Il croit avoir aperçu une fois le rôdeur du loch, mais également les éclaboussements et claques sur l’eau du Mokele-mbembe africain.

“Il était 18h00 et le loch était plat et calme”, a-t-il dit dans une interview au Sun-Times,  en 1985. “Subitement, l’eau près de mon bateau a commencé à bouillir et à tourbillonner et le dos d’un animal s’est montré, émergeant à 8 pieds hors de l’eau. La peau était luisante et noire et très lisse. J’ai vu quelque chose comme une nageoire émergeant de la peau. Alors, dans un énorme plouf, il a disparu.”

“À ce jour, quand quelqu’un me demande, ‘Croyez-vous qu’il y a un monstre dans Loch Ness ? ’ mon estomac fait un tour”, dit-il au magazine People en 1981. “Je sais ce que j’ai vu.”

Le frisson de la chasse s’est reproduit dans la jungle africaine quand il a cherché une créature effrayante connue depuis des centaines d’années, le Mokele-mbembe. Son nom se traduit par “celui qui arrête l’écoulement de fleuves.” Basé sur les descriptions des indigènes  il s’agirait d’une créature à cou long, à la longue queue, Mackal concluait que “nous avions affaire à un petit dinosaure sauropode.”

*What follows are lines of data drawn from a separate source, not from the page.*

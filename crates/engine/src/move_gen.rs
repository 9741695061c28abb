//! Move generation for men and kings, including pre-computed diagonal rays.

use crate::bitboard::SquareSet;
use crate::board::Board;
use crate::constants::{Cell, Color, Rank, SQUARE_COUNT};
use crate::coords::offset;
use once_cell::sync::Lazy;

/// Diagonal directions as (row step, col step).
pub const DIRECTIONS: [(isize, isize); 4] = [(-1, -1), (-1, 1), (1, -1), (1, 1)];

/// Pre-computed diagonal rays, built once and then shared globally.
pub struct RayTables {
    /// `rays[square][direction]` lists the cells along that diagonal,
    /// ordered outward from `square` up to the board edge.
    pub rays: Vec<[Vec<usize>; 4]>,
}

impl RayTables {
    fn new() -> Self {
        let rays = (0..SQUARE_COUNT)
            .map(|sq| {
                std::array::from_fn(|dir| {
                    let (dr, dc) = DIRECTIONS[dir];
                    let mut ray = Vec::new();
                    let mut current = sq;
                    while let Some(next) = offset(current, dr, dc) {
                        ray.push(next);
                        current = next;
                    }
                    ray
                })
            })
            .collect();
        RayTables { rays }
    }
}

pub static RAY_TABLES: Lazy<RayTables> = Lazy::new(RayTables::new);

/// Legal destinations for the piece on `origin` when `player` is to move.
///
/// Returns an empty set when there is no origin, the origin is empty, or the
/// piece belongs to the other side. Captures are mandatory: whenever this
/// piece can capture, only capture landings are returned. With
/// `captures_only` set (continuing a chain) slides are never returned.
pub fn legal_moves(board: &Board, origin: Option<usize>, player: Color, captures_only: bool) -> SquareSet {
    let Some(origin) = origin else {
        return SquareSet::new();
    };
    let piece = match board.cell(origin) {
        Cell::Occupied(piece) if piece.color == player => piece,
        _ => return SquareSet::new(),
    };

    let (slides, captures) = match piece.rank {
        Rank::Man => man_moves(board, origin, player),
        Rank::King => king_moves(board, origin, player),
    };

    if captures_only || !captures.is_empty() {
        captures
    } else {
        slides
    }
}

/// True if the piece on `origin` has at least one capture available.
pub fn has_capture(board: &Board, origin: usize, player: Color) -> bool {
    !legal_moves(board, Some(origin), player, true).is_empty()
}

/// Slides one step forward; captures by jumping an adjacent opponent in any
/// of the four directions onto the empty cell right behind it.
fn man_moves(board: &Board, origin: usize, player: Color) -> (SquareSet, SquareSet) {
    let mut slides = SquareSet::new();
    let mut captures = SquareSet::new();

    for (dir, ray) in RAY_TABLES.rays[origin].iter().enumerate() {
        if let Some(&step) = ray.first() {
            if DIRECTIONS[dir].0 == player.forward() && board.cell(step).is_empty() {
                slides.insert(step);
            }
        }
        if let &[over, landing, ..] = ray.as_slice() {
            if board.cell(over).belongs_to(player.opponent()) && board.cell(landing).is_empty() {
                captures.insert(landing);
            }
        }
    }

    (slides, captures)
}

/// Slides any distance over empty cells. Captures the first opponent on a ray
/// only if the cell directly behind it is empty; that cell is the sole landing.
fn king_moves(board: &Board, origin: usize, player: Color) -> (SquareSet, SquareSet) {
    let mut slides = SquareSet::new();
    let mut captures = SquareSet::new();

    for ray in &RAY_TABLES.rays[origin] {
        let mut opponent_seen = false;
        for &sq in ray {
            let cell = board.cell(sq);
            if cell.is_empty() {
                if opponent_seen {
                    captures.insert(sq);
                    break;
                }
                slides.insert(sq);
            } else if cell.belongs_to(player) || opponent_seen {
                // Own piece, or a second piece straight after the opponent.
                break;
            } else {
                opponent_seen = true;
            }
        }
    }

    (slides, captures)
}

#[cfg(test)]
mod tests {
    use super::*;
    use crate::constants::Piece;
    use crate::coords::index_of;

    fn set(squares: &[(usize, usize)]) -> SquareSet {
        squares.iter().map(|&(r, c)| index_of(r, c)).collect()
    }

    #[test]
    fn test_ray_tables() {
        let rays = &RAY_TABLES.rays[index_of(0, 1)];
        assert!(rays[0].is_empty());
        assert!(rays[1].is_empty());
        assert_eq!(rays[2], vec![index_of(1, 0)]);
        assert_eq!(rays[3].len(), 6);
        assert_eq!(rays[3][0], index_of(1, 2));
        assert_eq!(rays[3][5], index_of(6, 7));
    }

    #[test]
    fn test_no_origin_or_wrong_owner() {
        let board = Board::initial();
        assert!(legal_moves(&board, None, Color::Dark, false).is_empty());
        assert!(legal_moves(&board, Some(index_of(3, 2)), Color::Dark, false).is_empty());
        assert!(legal_moves(&board, Some(index_of(5, 0)), Color::Dark, false).is_empty());
    }

    #[test]
    fn test_man_forward_steps() {
        let board = Board::initial();
        assert_eq!(
            legal_moves(&board, Some(index_of(2, 3)), Color::Dark, false),
            set(&[(3, 2), (3, 4)])
        );
        assert_eq!(
            legal_moves(&board, Some(index_of(5, 0)), Color::Light, false),
            set(&[(4, 1)])
        );
        // Back rows are blocked by their own side.
        assert!(legal_moves(&board, Some(index_of(1, 2)), Color::Dark, false).is_empty());
    }

    #[test]
    fn test_man_never_slides_backward() {
        let board = Board::empty().with_cell(index_of(4, 3), Piece::DARK_MAN);
        assert_eq!(
            legal_moves(&board, Some(index_of(4, 3)), Color::Dark, false),
            set(&[(5, 2), (5, 4)])
        );
    }

    #[test]
    fn test_man_capture_is_mandatory() {
        let board = Board::empty()
            .with_cell(index_of(2, 3), Piece::DARK_MAN)
            .with_cell(index_of(3, 4), Piece::LIGHT_MAN);
        assert_eq!(
            legal_moves(&board, Some(index_of(2, 3)), Color::Dark, false),
            set(&[(4, 5)])
        );
    }

    #[test]
    fn test_man_captures_backward() {
        let board = Board::empty()
            .with_cell(index_of(4, 3), Piece::DARK_MAN)
            .with_cell(index_of(3, 2), Piece::LIGHT_KING);
        assert_eq!(
            legal_moves(&board, Some(index_of(4, 3)), Color::Dark, false),
            set(&[(2, 1)])
        );
    }

    #[test]
    fn test_man_capture_needs_empty_landing() {
        let board = Board::empty()
            .with_cell(index_of(2, 3), Piece::DARK_MAN)
            .with_cell(index_of(3, 4), Piece::LIGHT_MAN)
            .with_cell(index_of(4, 5), Piece::LIGHT_MAN);
        assert_eq!(
            legal_moves(&board, Some(index_of(2, 3)), Color::Dark, false),
            set(&[(3, 2)])
        );
        // Own pieces are never jumped.
        let board = Board::empty()
            .with_cell(index_of(2, 3), Piece::DARK_MAN)
            .with_cell(index_of(3, 4), Piece::DARK_MAN);
        assert_eq!(
            legal_moves(&board, Some(index_of(2, 3)), Color::Dark, true),
            SquareSet::new()
        );
    }

    #[test]
    fn test_captures_only_drops_slides() {
        let board = Board::empty().with_cell(index_of(2, 3), Piece::DARK_MAN);
        assert!(legal_moves(&board, Some(index_of(2, 3)), Color::Dark, true).is_empty());
        assert!(!has_capture(&board, index_of(2, 3), Color::Dark));
    }

    #[test]
    fn test_king_slides_until_blocked() {
        let board = Board::empty()
            .with_cell(index_of(3, 2), Piece::DARK_KING)
            .with_cell(index_of(5, 4), Piece::DARK_MAN);
        assert_eq!(
            legal_moves(&board, Some(index_of(3, 2)), Color::Dark, false),
            set(&[
                (2, 1), (1, 0),
                (2, 3), (1, 4), (0, 5),
                (4, 1), (5, 0),
                (4, 3),
            ])
        );
    }

    #[test]
    fn test_king_capture_lands_directly_behind() {
        let board = Board::empty()
            .with_cell(index_of(0, 1), Piece::LIGHT_KING)
            .with_cell(index_of(3, 4), Piece::DARK_MAN);
        assert_eq!(
            legal_moves(&board, Some(index_of(0, 1)), Color::Light, false),
            set(&[(4, 5)])
        );
    }

    #[test]
    fn test_king_two_opponents_in_a_row_block_capture() {
        let board = Board::empty()
            .with_cell(index_of(1, 1), Piece::DARK_KING)
            .with_cell(index_of(2, 2), Piece::LIGHT_MAN)
            .with_cell(index_of(3, 3), Piece::LIGHT_MAN);
        assert_eq!(
            legal_moves(&board, Some(index_of(1, 1)), Color::Dark, false),
            set(&[(0, 0), (0, 2), (2, 0)])
        );
    }

    #[test]
    fn test_king_own_piece_behind_opponent_blocks_capture() {
        let board = Board::empty()
            .with_cell(index_of(1, 1), Piece::DARK_KING)
            .with_cell(index_of(2, 2), Piece::LIGHT_MAN)
            .with_cell(index_of(3, 3), Piece::DARK_MAN);
        assert!(!has_capture(&board, index_of(1, 1), Color::Dark));
        let targets = legal_moves(&board, Some(index_of(1, 1)), Color::Dark, false);
        assert_eq!(targets, set(&[(0, 0), (0, 2), (2, 0)]));
        assert!(!targets.contains(index_of(2, 2)));
        assert!(!targets.contains(index_of(4, 4)));
    }

    #[test]
    fn test_king_capture_blocked_at_edge() {
        let board = Board::empty()
            .with_cell(index_of(5, 2), Piece::DARK_KING)
            .with_cell(index_of(7, 4), Piece::LIGHT_MAN);
        assert!(!has_capture(&board, index_of(5, 2), Color::Dark));
        assert!(legal_moves(&board, Some(index_of(5, 2)), Color::Dark, false).contains(index_of(6, 3)));
    }
}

Mais après deux voyages sur les traces du survivant congolais, “tout ce que nous avons récolté ce sont des empreintes de pas”, a t-il confié au The Scientist Magazine en 1993.

Il est l’auteur des livres “A Living Dinosaur? In Search of Mokele-Mbembe », “The Monsters of Loch Ness” et “Searching for Hidden Animals.”